Interestingly, a University of Michigan study published last year  highlighted the performances of bariatric (weight-loss) surgeons whose surgeries were videotaped and then screened and rated by colleagues. Those with the least expertise had higher rates of complications and patient deaths, was the general consensus. Other similar studies over the years have confirmed that patients whose doctors have performed a specific procedure frequently tend to suffer fewer complications. Experience matters.

"In surgery, once you graduate, you can do whatever you want, and nobody monitors you", commented Teodor Grantcharov, who operates out of Toronto's St.
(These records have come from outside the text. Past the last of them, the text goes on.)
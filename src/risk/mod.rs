pub mod metrics;
pub mod normalize;
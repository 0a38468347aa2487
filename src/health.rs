//! Read-only liveness view derived from the scheduler's fetch states.

use std::collections::HashMap;
use std::sync::Arc;

use chrono::Utc;
use tokio::sync::RwLock;

use crate::aggregator::types::{FetchState, HealthEntry, HealthReport};
use crate::scheduler::ClientKey;

/// A key with no successful fetch in this window is reported unhealthy.
pub const STALE_AFTER_SECS: i64 = 300;

pub struct HealthMonitor {
    states: Arc<RwLock<HashMap<ClientKey, FetchState>>>,
}

impl HealthMonitor {
    pub fn new(states: Arc<RwLock<HashMap<ClientKey, FetchState>>>) -> Self {
        Self { states }
    }

    pub async fn report(&self) -> HealthReport {
        let now_ms = Utc::now().timestamp_millis();
        let states = self.states.read().await;
        let mut entries: Vec<HealthEntry> = states
            .iter()
            .map(|((exchange, account), state)| evaluate(exchange, account, state, now_ms))
            .collect();
        entries.sort_by(|a, b| (&a.exchange, &a.account).cmp(&(&b.exchange, &b.account)));
        HealthReport { entries }
    }
}

/// healthy = at least one success ever, and the last one within the window.
pub fn evaluate(exchange: &str, account: &str, state: &FetchState, now_ms: i64) -> HealthEntry {
    let seconds_since = if state.last_fetch_ms > 0 {
        (now_ms - state.last_fetch_ms) / 1_000
    } else {
        -1
    };
    HealthEntry {
        exchange: exchange.to_string(),
        account: account.to_string(),
        healthy: state.last_fetch_ms > 0 && seconds_since < STALE_AFTER_SECS,
        last_fetch_ms: state.last_fetch_ms,
        seconds_since_last_fetch: seconds_since,
        in_backoff: now_ms < state.backoff_until_ms,
        backoff_until_ms: state.backoff_until_ms,
        consecutive_errors: state.consecutive_errors,
    }
}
Michael's Hospital. His interest in patient safety spurred him to develop an operating-room "black box" recording system. And there is the instance where patients who were suing an Ontario obstetrician-gynaecologist for serious complications they suffered under his care, had no knowledge that the College of Physicians and Surgeons had previously red-flagged him resulting from earlier complaints.

In the 1990s, New York State took the initiative to pioneer public reporting of individual surgeons' performance by publishing mortality rates for cardiologists specializing in artery-unclogging angioplasties. A spate of heart-surgery deaths of babies at the Bristol Royal Infirmary in Britain led to an inquiry, and then a British newspaper obtained and published the numbers of such deaths in 2005. They've been routinely posted on the Internet through the specialists' society by cardiac surgeons themselves since then.

Canada has started to publish some hospital-level data. The Canadian Institute for Health Information began making a range of statistics publicly available in 2012, including the rate of C-sections, the uptake speed of hip fracture surgery and the percentage of patients returning to hospital following treatment of a variety of conditions, and rates of medical error. That list is set to be expanded soon with the addition of statistics for hospital-acquired sepsis and outcomes in nursing homes.